I’m ready to say that LiveScope is not as useful for determining when and when not to troll short leads as I originally thought. I’ve come across situations where walleye were predominantly suspending above 10 ft a couple times, but this does not happen often. If you can find that setup, make sure you fish it. Those fish are almost always aggressive biters . Last fall we were on a steady bite with p10 23 back and never saw a fish higher than 20 down all day. That day I watched an inside board line trying to see where the fish came from. The other lines would hit and I never saw it. On Saturday we were on heavy marks at 20 down but they weren’t biting. Occasionally you’d see one down 15 but not very often. I watched an inside board line that was 50 back but on a big board and the clip was 3 ft above water. The bandit was running about 10 down. I finally saw it. A fish that was 20 down turned, rose 10 feet and hit the lure. You can watch your LiveScope all day and never see a large mark at 10 down, but you can catch fish at that level. One thing that I almost always see when short leads are working is bait at that level. You don’t need LiveScope to see bait. It doesn’t scatter and you mark it on regular sonar. I’ve had good success running most lines five feet above the marks, but I think 5-10 above marks and at level of observed bait regardless of observed fish depth will work. The day we were catching on P10 23back in Lorain the lures were 15-20 above the marks. 

What’s this all mean? It confirms that the approach of starting with a variety of leads and letting the fish tell you what works is as effective as looking around the boat and observing the depths of all fish within 100ft of the boat. If the fish will feed up to 15 ft above, what use is knowing their depth? Maybe as a limit to not go deeper than? You’ll rarely find fish 10 down or less but if you do, you’ve got your own personal honey hole for the day. Fish above the marks, fish the level of the bait. That’s the first thing I learned from seminars many years ago long before LiveScope was invented. I’m still going to use it. I like knowing how deep stuff is running and I enjoy seeing a hit every once in a while. You can judge the density of fish in an area by noting how many fish at one time are visible in 100ft range. 1-2 is slow pick, 3-5 is steady bite and 6+ is fire drill provided they’re biting. 

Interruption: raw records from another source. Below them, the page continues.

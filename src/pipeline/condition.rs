// SPDX-License-Identifier: MIT OR Apache-2.0
// Copyright (c) 2025 dagflow contributors

//! Conditional scopes
//!
//! Tasks defined while a [`ConditionScope`] is open run only when the gate
//! value equals the expected value. Nested scopes conjoin their clauses.

use serde::{Deserialize, Serialize};
use std::fmt;
use std::ops::{Deref, DerefMut};

use super::builder::{OutputRef, ParamRef, PipelineBuilder};
use crate::artifact::ParamValue;

/// The value a condition is evaluated on
#[derive(Debug, Clone, PartialEq, Eq, Hash, Serialize, Deserialize)]
#[serde(untagged)]
pub enum GateRef {
    /// An external parameter
    Param { param: String },
    /// A task output
    Output { task: String, output: String },
}

impl GateRef {
    /// Producing node, if the gate is a task output
    pub fn producer(&self) -> Option<&str> {
        match self {
            GateRef::Output { task, .. } => Some(task),
            GateRef::Param { .. } => None,
        }
    }
}

impl From<OutputRef> for GateRef {
    fn from(r: OutputRef) -> Self {
        GateRef::Output {
            task: r.node,
            output: r.output,
        }
    }
}

impl From<ParamRef> for GateRef {
    fn from(r: ParamRef) -> Self {
        GateRef::Param { param: r.0 }
    }
}

impl fmt::Display for GateRef {
    fn fmt(&self, f: &mut fmt::Formatter<'_>) -> fmt::Result {
        match self {
            GateRef::Param { param } => write!(f, "params.{}", param),
            GateRef::Output { task, output } => write!(f, "{}.{}", task, output),
        }
    }
}

/// One `gate == equals` clause
#[derive(Debug, Clone, PartialEq, Serialize, Deserialize)]
pub struct ConditionClause {
    pub gate: GateRef,
    pub equals: ParamValue,
}

impl fmt::Display for ConditionClause {
    fn fmt(&self, f: &mut fmt::Formatter<'_>) -> fmt::Result {
        write!(f, "{} == {}", self.gate, self.equals)
    }
}

/// Conjunction of clauses guarding a node
#[derive(Debug, Clone, Default, PartialEq, Serialize, Deserialize)]
pub struct Condition {
    pub all: Vec<ConditionClause>,
}

impl Condition {
    pub fn is_empty(&self) -> bool {
        self.all.is_empty()
    }

    /// Nodes whose outputs the condition reads
    pub fn producers(&self) -> impl Iterator<Item = &str> {
        self.all.iter().filter_map(|c| c.gate.producer())
    }
}

impl fmt::Display for Condition {
    fn fmt(&self, f: &mut fmt::Formatter<'_>) -> fmt::Result {
        let clauses: Vec<String> = self.all.iter().map(|c| c.to_string()).collect();
        f.write_str(&clauses.join(" && "))
    }
}

/// RAII guard for an open conditional scope.
///
/// Dereferences to the builder, so tasks are defined through it directly.
/// Dropping the guard closes the scope along with any scope opened inside it.
pub struct ConditionScope<'a> {
    builder: &'a mut PipelineBuilder,
    depth: usize,
}

impl<'a> ConditionScope<'a> {
    pub(crate) fn open(builder: &'a mut PipelineBuilder, clause: ConditionClause) -> Self {
        let depth = builder.scopes.len();
        builder.scopes.push(clause);
        Self { builder, depth }
    }

    /// Close the scope explicitly
    pub fn end(self) {}
}

impl Deref for ConditionScope<'_> {
    type Target = PipelineBuilder;

    fn deref(&self) -> &Self::Target {
        self.builder
    }
}

impl DerefMut for ConditionScope<'_> {
    fn deref_mut(&mut self) -> &mut Self::Target {
        self.builder
    }
}

impl Drop for ConditionScope<'_> {
    fn drop(&mut self) {
        self.builder.scopes.truncate(self.depth);
    }
}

Sent from my iPhone using Tapatalk


----------



## rickerd (Jul 16, 2008)

Great info DG. Fish the bottom of bait and that is a consistent starting point. Walleye don't swim at 10 feet below with their mouth open for minnows, mayflies maybe but with minnows they ambush them from below. That is their element of surprise to bring success.

Rickerd


----------



## puge (May 14, 2009)

Trolling with Garmin Livescope


I finally got everything installed and had the chance to try it out trolling dipsy divers and spoons. I was quite impressed and definitely see how it could help with certain aspects of trolling. I haven't seen many reviews or videos showing trolling capabilities so I thought I would share my...




www.ohiogamefishing.com





Livescope can be a useful tool on Erie, however most of the time you can only see one inside rod.


----------